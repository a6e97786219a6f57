use crate::math::{Point, Real, UnitVector, Vector};
use crate::shape::SupportMap;

/// A sphere centered at the origin of its local frame.
#[cfg_attr(feature = "serde-serialize", derive(Serialize, Deserialize))]
#[derive(PartialEq, Debug, Copy, Clone)]
pub struct Ball {
    /// The radius of the sphere.
    pub radius: Real,
}

impl Ball {
    /// Creates a sphere of the given radius.
    #[inline]
    pub fn new(radius: Real) -> Ball {
        Ball { radius }
    }
}

impl SupportMap for Ball {
    #[inline]
    fn local_support_point(&self, dir: &Vector<Real>) -> Point<Real> {
        // Any boundary point is a support point along a zero direction.
        match dir.try_normalize(0.0) {
            Some(n) => Point::from(n * self.radius),
            None => Point::new(0.0, self.radius, 0.0),
        }
    }

    #[inline]
    fn local_support_point_toward(&self, dir: &UnitVector<Real>) -> Point<Real> {
        Point::from(dir.into_inner() * self.radius)
    }
}
use crate::bounding_volume::{Aabb, BoundingVolume};
use crate::math::Real;
use slab::Slab;

/// The handle of a leaf inserted into an [`AabbTree`].
///
/// A slot stays valid (and keeps designating the same element) until it is passed to
/// [`AabbTree::remove`], no matter how many other elements are inserted or removed.
#[cfg_attr(feature = "serde-serialize", derive(Serialize, Deserialize))]
#[derive(Copy, Clone, Debug, PartialEq, Eq, Hash)]
pub struct TreeSlot(pub(super) usize);

#[derive(Copy, Clone, Debug)]
pub(super) enum NodeKind<T> {
    Leaf { payload: T },
    Branch { left: usize, right: usize },
}

#[derive(Copy, Clone, Debug)]
pub(super) struct TreeNode<T> {
    pub aabb: Aabb,
    pub parent: Option<usize>,
    pub dirty: bool,
    pub kind: NodeKind<T>,
}

/// A dynamic binary bounding-volume hierarchy of axis-aligned bounding boxes.
///
/// Each leaf stores one element AABB together with a small `Copy` payload (the collider
/// handle in the broadphase, the triangle index in a mesh). Branch AABBs are only guaranteed to
/// enclose their children after [`AabbTree::update`]: insertions, removals and leaf updates
/// only mark the path from the modified leaf to the root as dirty, and `update` refits all the
/// dirty branches at once.
///
/// Nodes are allocated in a [`Slab`] so freed nodes are recycled by later insertions.
#[derive(Clone, Debug)]
pub struct AabbTree<T> {
    pub(super) nodes: Slab<TreeNode<T>>,
    pub(super) root: Option<usize>,
}

impl<T: Copy> Default for AabbTree<T> {
    fn default() -> Self {
        Self::new()
    }
}

impl<T: Copy> AabbTree<T> {
    /// Creates an empty tree.
    pub fn new() -> Self {
        Self {
            nodes: Slab::new(),
            root: None,
        }
    }

    /// Is this tree empty?
    pub fn is_empty(&self) -> bool {
        self.root.is_none()
    }

    /// The number of leaves of this tree.
    pub fn leaf_count(&self) -> usize {
        self.nodes
            .iter()
            .filter(|(_, n)| matches!(n.kind, NodeKind::Leaf { .. }))
            .count()
    }

    /// The AABB of the root of this tree, if it is not empty.
    ///
    /// This is only up-to-date after [`AabbTree::update`].
    pub fn root_aabb(&self) -> Option<Aabb> {
        self.root.map(|r| self.nodes[r].aabb)
    }

    /// The payload of the leaf at `slot`, if it is live.
    pub fn payload(&self, slot: TreeSlot) -> Option<T> {
        match self.nodes.get(slot.0)?.kind {
            NodeKind::Leaf { payload } => Some(payload),
            NodeKind::Branch { .. } => None,
        }
    }

    /// The AABB of the leaf at `slot`, if it is live.
    pub fn leaf_aabb(&self, slot: TreeSlot) -> Option<Aabb> {
        let node = self.nodes.get(slot.0)?;
        matches!(node.kind, NodeKind::Leaf { .. }).then_some(node.aabb)
    }

    /// Inserts a new leaf with the given AABB and payload.
    ///
    /// The new leaf is paired with the existing leaf reached by descending, at each branch,
    /// into the child whose surface area grows the least when merged with `aabb`. Ties go
    /// left. Surface area keeps a meaningful cost for flat boxes, which have no volume.
    pub fn add(&mut self, aabb: Aabb, payload: T) -> TreeSlot {
        let leaf = self.nodes.insert(TreeNode {
            aabb,
            parent: None,
            dirty: false,
            kind: NodeKind::Leaf { payload },
        });

        let Some(root) = self.root else {
            self.root = Some(leaf);
            return TreeSlot(leaf);
        };

        let mut curr = root;

        while let NodeKind::Branch { left, right } = self.nodes[curr].kind {
            let left_cost = area_growth(&self.nodes[left].aabb, &aabb);
            let right_cost = area_growth(&self.nodes[right].aabb, &aabb);
            curr = if left_cost <= right_cost { left } else { right };
        }

        // `curr` is the sibling leaf. Replace it by a branch holding both leaves.
        let parent = self.nodes[curr].parent;
        let branch = self.nodes.insert(TreeNode {
            aabb: self.nodes[curr].aabb.merged(&aabb),
            parent,
            dirty: true,
            kind: NodeKind::Branch {
                left: curr,
                right: leaf,
            },
        });

        self.nodes[curr].parent = Some(branch);
        self.nodes[leaf].parent = Some(branch);
        self.replace_child(parent, curr, branch);
        self.mark_dirty(parent);

        TreeSlot(leaf)
    }

    /// Removes the leaf at `slot` and returns its payload.
    ///
    /// # Panics
    /// Panics if `slot` is not a live leaf of this tree.
    pub fn remove(&mut self, slot: TreeSlot) -> T {
        let payload = match self.nodes.get(slot.0).map(|n| n.kind) {
            Some(NodeKind::Leaf { payload }) => payload,
            _ => panic!("Attempted to remove a tree slot that is not a live leaf."),
        };

        let leaf = self.nodes.remove(slot.0);

        let Some(parent) = leaf.parent else {
            self.root = None;
            return payload;
        };

        let sibling = match self.nodes[parent].kind {
            NodeKind::Branch { left, right } => {
                if left == slot.0 {
                    right
                } else {
                    left
                }
            }
            NodeKind::Leaf { .. } => unreachable!(),
        };

        // Promote the sibling into the parent's position.
        let grand_parent = self.nodes[parent].parent;
        let _ = self.nodes.remove(parent);
        self.nodes[sibling].parent = grand_parent;
        self.replace_child(grand_parent, parent, sibling);
        self.mark_dirty(grand_parent);

        payload
    }

    /// Replaces the AABB of the leaf at `slot` and marks its ancestors dirty.
    ///
    /// # Panics
    /// Panics if `slot` is not a live leaf of this tree.
    pub fn set_leaf_aabb(&mut self, slot: TreeSlot, aabb: Aabb) {
        let node = &mut self.nodes[slot.0];
        assert!(
            matches!(node.kind, NodeKind::Leaf { .. }),
            "Attempted to update a tree slot that is not a leaf."
        );
        node.aabb = aabb;
        let parent = node.parent;
        self.mark_dirty(parent);
    }

    /// Recomputes the AABB of every dirty branch, children first, and clears the dirty flags.
    pub fn update(&mut self) {
        let Some(root) = self.root else {
            return;
        };

        // Post-order walk of the dirty branches. The flag tells whether the children of the
        // node have been refitted already.
        let mut stack = vec![(root, false)];

        while let Some((id, children_done)) = stack.pop() {
            let node = &self.nodes[id];
            let NodeKind::Branch { left, right } = node.kind else {
                continue;
            };

            if !node.dirty {
                continue;
            }

            if children_done {
                let aabb = self.nodes[left].aabb.merged(&self.nodes[right].aabb);
                let node = &mut self.nodes[id];
                node.aabb = aabb;
                node.dirty = false;
            } else {
                stack.push((id, true));
                stack.push((right, false));
                stack.push((left, false));
            }
        }
    }

    fn replace_child(&mut self, parent: Option<usize>, old: usize, new: usize) {
        match parent {
            None => self.root = Some(new),
            Some(p) => {
                if let NodeKind::Branch { left, right } = &mut self.nodes[p].kind {
                    if *left == old {
                        *left = new;
                    } else {
                        debug_assert_eq!(*right, old);
                        *right = new;
                    }
                }
            }
        }
    }

    fn mark_dirty(&mut self, mut curr: Option<usize>) {
        while let Some(id) = curr {
            let node = &mut self.nodes[id];
            if node.dirty {
                // The rest of the path is already dirty.
                break;
            }
            node.dirty = true;
            curr = node.parent;
        }
    }
}

/// Half the surface area of `aabb`.
fn half_area(aabb: &Aabb) -> Real {
    let e = aabb.extents();
    e.x * e.y + e.y * e.z + e.z * e.x
}

fn area_growth(node: &Aabb, new: &Aabb) -> Real {
    half_area(&node.merged(new)) - half_area(node)
}
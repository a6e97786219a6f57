use crate::math::Real;
use crate::query::{Ray, RayCast, RayIntersection};
use crate::shape::Cuboid;

/// A cuboid is cast as its local AABB. Face ids follow the AABB convention: `i` for the face
/// with normal `-e_i`, `i + 3` for the face with normal `+e_i`.
impl RayCast for Cuboid {
    #[inline]
    fn cast_local_ray(&self, ray: &Ray, max_toi: Real, solid: bool) -> Option<Real> {
        self.local_aabb().cast_local_ray(ray, max_toi, solid)
    }

    #[inline]
    fn cast_local_ray_and_get_normal(
        &self,
        ray: &Ray,
        max_toi: Real,
        solid: bool,
    ) -> Option<RayIntersection> {
        self.local_aabb()
            .cast_local_ray_and_get_normal(ray, max_toi, solid)
    }
}

#[cfg(test)]
mod test {
    use crate::math::{Isometry, Point, Real, Vector};
    use crate::query::{Ray, RayCast};
    use crate::shape::{Cuboid, FeatureId};

    #[test]
    fn ray_hits_top_face_of_rotated_cuboid() {
        let cuboid = Cuboid::new(Vector::new(2.0, 0.5, 1.0));
        // A quarter turn around `x` brings a local `z` face on top.
        let pos = Isometry::new(
            Vector::new(0.0, 1.0, 0.0),
            Vector::x() * std::f32::consts::FRAC_PI_2 as Real,
        );
        let ray = Ray::new(Point::new(0.5, 10.0, 0.0), -Vector::y());
        let hit = cuboid
            .cast_ray_and_get_normal(&pos, &ray, Real::MAX, true)
            .unwrap();

        assert_relative_eq!(hit.time_of_impact, 8.0, epsilon = 1.0e-5);
        assert_relative_eq!(hit.normal, Vector::y(), epsilon = 1.0e-5);
        assert!(matches!(hit.feature, FeatureId::Face(_)));
    }
}
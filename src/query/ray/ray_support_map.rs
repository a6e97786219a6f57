use crate::math::{Real, Vector};
use crate::query::gjk::{self, CSOPoint, VoronoiSimplex};
use crate::query::{Ray, RayCast, RayIntersection};
use crate::shape::{Capsule, ConvexPolyhedron, FeatureId, SupportMap};

/// How far past the far side of the shape a ray starting inside is restarted from.
const EXIT_CAST_OFFSET: Real = 1.0e-3;

/// Casts a ray on a convex shape with GJK.
///
/// A ray starting inside of the shape hits it at time zero when `solid` is `true`. Otherwise
/// the hit is where the ray leaves the shape.
pub fn local_ray_intersection_with_support_map<G: ?Sized + SupportMap>(
    shape: &G,
    simplex: &mut VoronoiSimplex,
    ray: &Ray,
    max_toi: Real,
    solid: bool,
) -> Option<RayIntersection> {
    let (toi, normal) = cast_from_support(shape, simplex, ray, max_toi)?;

    if solid || toi > 0.0 {
        return Some(RayIntersection::new(toi, normal, FeatureId::Unknown));
    }

    // Restart beyond the far side of the shape and cast back toward the origin.
    let dir = ray.dir.normalize();
    let far = shape.local_support_point(&dir);
    let back_off = (far - ray.origin).dot(&dir) + EXIT_CAST_OFFSET;
    let back_ray = Ray::new(ray.origin + dir * back_off, -ray.dir);
    let (back_toi, normal) =
        cast_from_support(shape, simplex, &back_ray, back_off + EXIT_CAST_OFFSET)?;

    let toi = back_off - back_toi;
    (toi <= max_toi).then(|| RayIntersection::new(toi, normal, FeatureId::Unknown))
}

fn cast_from_support<G: ?Sized + SupportMap>(
    shape: &G,
    simplex: &mut VoronoiSimplex,
    ray: &Ray,
    max_toi: Real,
) -> Option<(Real, Vector<Real>)> {
    let start = shape.local_support_point(&-ray.dir);
    simplex.reset(CSOPoint::single_point(start - ray.origin.coords));
    gjk::cast_local_ray(shape, simplex, ray, max_toi)
}

impl RayCast for Capsule {
    fn cast_local_ray_and_get_normal(
        &self,
        ray: &Ray,
        max_toi: Real,
        solid: bool,
    ) -> Option<RayIntersection> {
        let mut simplex = VoronoiSimplex::new();
        local_ray_intersection_with_support_map(self, &mut simplex, ray, max_toi, solid)
    }
}

impl RayCast for ConvexPolyhedron {
    fn cast_local_ray_and_get_normal(
        &self,
        ray: &Ray,
        max_toi: Real,
        solid: bool,
    ) -> Option<RayIntersection> {
        let mut simplex = VoronoiSimplex::new();
        local_ray_intersection_with_support_map(self, &mut simplex, ray, max_toi, solid)
    }
}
──────────────────────────────
Required work: If a line of the data contains "Sized", copy it out.

Exercise solution:
pub fn local_ray_intersection_with_support_map<G: ?Sized + SupportMap>(
fn cast_from_support<G: ?Sized + SupportMap>(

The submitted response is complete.